Excerto de um discurso de Prem Rawat perante diplomatas e líderes governamentais e da sociedade civil, num evento comemorativo do 60º aniversário das Nações Unidas.
Distintos convidados, é com imenso prazer que vos falo esta noite sobre um assunto muito profundo: a paz. Talvez esta seja apenas mais uma perspectiva, mas é uma perspectiva que vem do coração.
A paz é um sentimento - um sentimento desprovido de dualidade, longe de qualquer dúvida, um sentimento de mim próprio. É começar a minha vida medindo aquilo que eu tenho, e não aquilo que não tenho. Ainda não inventámos a régua, a escala para medir aquilo que temos. Andamos entusiasmados em medir aquilo que não temos. E todos temos uma escala para medir o que não temos. Mas o que será que realmente temos?
Como é que são as pessoas? Falam línguas diferentes, mas que é que desejam? O espantoso é que, apesar de todas as diferenças, o desejo de todas as pessoas é o mesmo. Habituámo-nos a olhar para as diferenças. Algumas pessoas até dizem: “A diferença é uma coisa boa” - e eu concordo. Mas no meio de todas as diferenças, veja-se a semelhança, veja-se o desejo de paz em cada pessoa.
O desejo de paz ultrapassa todas as barreiras. Mesmo os que estiveram presos desejam paz. Os que têm pouco que comer também desejam a paz. E os que vivem em grandes mansões desejam a paz. A paz não olha a idades. A necessidade não olha a idades, a habilitações ou a condições sociais. Uma necessidade é uma necessidade.
A boa notícia é esta: tudo o que a paz exige é um pequeno esforço, e não é preciso gastar dinheiro. Porquê? Porque a paz habita no coração de cada ser humano. Não tem de ser importada. As pessoas não têm de ser convencidas por discursos. É suficiente ter-se a oportunidade de procurar a paz dentro de si próprio, olhar para dentro e ver que esse recurso existe.
Temos uma oportunidade fantástica, incrível e espantosa de começar a dar os passos fundamentais para reconhecer a necessidade de paz em cada pessoa. E depois - penso que pela primeira vez - podemos começar a ver a diferença.

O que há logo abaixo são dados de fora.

//! In-memory skill graph: ordered nodes, deduplicated edges.

use hashbrown::{HashMap, HashSet};

use super::{Edge, Position, SkillNode};

/// Nodes in first-seen order plus the edges between them.
///
/// Node names are unique; `upsert_node` replaces the attributes of an
/// existing name without moving it. Edges are unique by `(source, target)`.
#[derive(Debug, Clone, Default)]
pub struct SkillGraph {
    nodes: Vec<SkillNode>,
    edges: Vec<Edge>,
    /// name → index into `nodes`
    index: HashMap<String, usize>,
    edge_set: HashSet<(String, String)>,
}

impl SkillGraph {
    pub fn new() -> Self {
        Self::default()
    }

    /// Insert a node, or overwrite the node with the same name in place.
    /// Returns `true` when an existing node was replaced.
    pub fn upsert_node(&mut self, node: SkillNode) -> bool {
        match self.index.get(&node.name) {
            Some(&i) => {
                self.nodes[i] = node;
                true
            }
            None => {
                self.index.insert(node.name.clone(), self.nodes.len());
                self.nodes.push(node);
                false
            }
        }
    }

    /// Add `source → target` unless an identical edge exists.
    ///
    /// Both endpoints must already be nodes; returns `false` (and stores
    /// nothing) for a duplicate or an unresolved endpoint.
    pub fn add_edge(&mut self, source: &str, target: &str) -> bool {
        if !self.contains(source) || !self.contains(target) {
            return false;
        }
        let key = (source.to_string(), target.to_string());
        if !self.edge_set.insert(key) {
            return false;
        }
        self.edges.push(Edge::new(source, target));
        true
    }

    pub fn contains(&self, name: &str) -> bool {
        self.index.contains_key(name)
    }

    pub fn has_edge(&self, source: &str, target: &str) -> bool {
        self.edge_set
            .contains(&(source.to_string(), target.to_string()))
    }

    pub fn index_of(&self, name: &str) -> Option<usize> {
        self.index.get(name).copied()
    }

    pub fn node(&self, name: &str) -> Option<&SkillNode> {
        self.index_of(name).map(|i| &self.nodes[i])
    }

    pub fn nodes(&self) -> &[SkillNode] {
        &self.nodes
    }

    pub fn edges(&self) -> &[Edge] {
        &self.edges
    }

    pub fn node_count(&self) -> usize {
        self.nodes.len()
    }

    pub fn edge_count(&self) -> usize {
        self.edges.len()
    }

    pub fn is_empty(&self) -> bool {
        self.nodes.is_empty()
    }

    /// Recount `req_direct` / `dep_direct` for every node from the edge set.
    pub fn compute_degrees(&mut self) {
        for node in &mut self.nodes {
            node.req_direct = 0;
            node.dep_direct = 0;
        }
        for edge in &self.edges {
            if let Some(&s) = self.index.get(&edge.source) {
                self.nodes[s].req_direct += 1;
            }
            if let Some(&t) = self.index.get(&edge.target) {
                self.nodes[t].dep_direct += 1;
            }
        }
    }

    /// Copy of all positions in node order.
    pub fn positions(&self) -> Vec<Position> {
        self.nodes.iter().map(|n| n.position).collect()
    }

    pub fn set_positions(&mut self, positions: &[Position]) {
        for (node, p) in self.nodes.iter_mut().zip(positions) {
            node.position = *p;
        }
    }

    /// Edges as `(source_index, target_index)` in edge order.
    /// Edges naming an unknown node are skipped.
    pub fn edge_indices(&self) -> Vec<(usize, usize)> {
        self.edges
            .iter()
            .filter_map(|e| Some((self.index_of(&e.source)?, self.index_of(&e.target)?)))
            .collect()
    }
}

Qual será o efeito disso? As guerras vão acabar? Não sei. Mas estou a falar da paz que pode ser sentida até no meio da guerra. Como seria o mundo se cada ser humano estivesse em paz? Não sei como seria o mundo, mas sei que o ser humano ficaria bonito, porque a paz fica muito bem aos seres humanos. Ficam tão atraentes quando têm paz a bailar nos seus olhos! E isso é possível.